The book in question was Faithful Elephants: A True Story of Animals, People and War by Yukio Tsuchiya, translated by Tomoko Tsuchiya Dykes and illustrated by Ted Lewin ("recommended" for children aged 9 to 12). It is the story of the elephants at the zoo in Tokyo during World War II. You see, Japan is being bombed. The Japanese army worries about what would happen if the zoo were to be bombed and the large and dangerous animals were to escape from their cages. The order was given to kill all the animals that were deemed to be a danger if they were to get loose. First, they killed the lions and tigers. Eventually, it was time to kill the three elephants. They tried to feed them bad (or poisoned) potatoes along with their normal potatoes. However, the elephants would only eat the good ones. Then, they tried to inject them with poison, but the needles would break without penetrating the elephants' tough hide. It was decided that the only option left was to stop feeding the elephants and let them starve to death. First, one elephant was starved and died. Then, the remaining two were starved together. Their trainers couldn't bear to see them as they got thinner and weaker. The elephants would still do tricks in order to be rewarded with food. One day, one of the trainers relented. Against orders, he gave the elephants food and water. Everyone else pretended not to notice. But, that was the only time they were given food or water. The zookeepers kept hoping the war would end before the elephants died. However, that did not happen. The three elephants that lived in the Tokyo zoo during the Allied bombing of Japan are now buried at the zoo.
I could see where this story was going long before the end. I have no reason to doubt the basic truth behind the story: because of fears for the safety of the population should dangerous animals escape from the zoo, it was determined by the Japanese military the animals should be destroyed. The zookeepers reluctantly followed those orders, and animals died untimely deaths.
When she was finished reading the story, she talked about the "author's purpose" in writing the book, and read from the blurb on the book jacket. The author's intent was to show how war affects more than just the humans who fight them, and to encourage anti-war sentiment. She also mentioned that someone else would be perfectly able to write another book that is "pro-war". Oh, how I hate that term, as it is a grossly inaccurate descriptor for someone who is "anti-anti-war". I'll give her credit for voicing the fact that we have free speech, and that there is more than just the "anti-war" position. But, I was not comfortable at all with the fact that the only book she shared that afternoon was blantantly anti-war, and did not really explain the WHY of the bombing of Japan, or the goals of the Allied campaigns against both Japan and Germany at that point in history. The students may be reading Number the Stars by Lois Lowry (set in 1943 German-occupied Denmark), but they haven't actually studied World War II in social studies yet - they haven't quite finished with the Civil War... I don't know this teacher's political affiliation, but I think I can make a fairly good guess. However, I can only think that one of the other books she had, Mercedes and the Chocolate Pilot - a story of the Berlin Airlift [5/15/08: this story, more or less - I didn't realize it's been almost 60 years...] by Margot Theis Raven (who also wrote America's White Table), will maybe provide a balance to Faithful Elephants, even if it is delayed...

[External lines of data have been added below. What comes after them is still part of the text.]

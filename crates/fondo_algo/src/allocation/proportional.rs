//! Proportional split of a budget by index: `share = s / Σs`,
//! `allocation = share × budget`.

use crate::AlgoError;

#[derive(Debug, Clone, PartialEq)]
pub struct Proportional {
    pub shares: Vec<f64>,
    pub allocations: Vec<f64>,
}

pub fn proportional(index: &[f64], budget: f64) -> Result<Proportional, AlgoError> {
    if index.is_empty() {
        return Err(AlgoError::Empty);
    }
    if !(budget.is_finite() && budget > 0.0) {
        return Err(AlgoError::InvalidArgument("budget must be > 0"));
    }
    if index.iter().any(|s| !s.is_finite() || *s < 0.0) {
        return Err(AlgoError::InvalidArgument("index values must be finite and >= 0"));
    }
    let total: f64 = index.iter().sum();
    if total <= 0.0 {
        return Err(AlgoError::InvalidArgument("index sum must be > 0"));
    }

    let shares: Vec<f64> = index.iter().map(|s| s / total).collect();
    let allocations = shares.iter().map(|sh| sh * budget).collect();
    Ok(Proportional { shares, allocations })
}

The one-sidedness of the presentation wasn't my only problem. I am a lover of animals - I have dogs and a cat, and have had others in the past - but I can completely understand the perspective of those who were charged with protecting the civilian population in Tokyo during the war. Destroying the animals was an understandable solution to a potentially deadly problem - moving the animals out of Tokyo had also been considered, but discarded as the potential problem wouldn't go away during transport, or to whatever destination they may have decided upon. What I have a problem with is the manner in which the elephants were killed. Starving any creature, human or not, is an incredibly cruel way to kill them. As one of the students in the class noted to me, they could have always shot the elephants, which would have been much more quick and painless than weeks without food or water. If one wanted to share this book with students, it should only be presented to older students, and be paired with a book that offers balance, depicting some positive things that have resulted from armed conflict. Unfortunately, I am unaware of specific picture book titles that would "fit" with this WWII-era story: war is not typically the subject of picture books.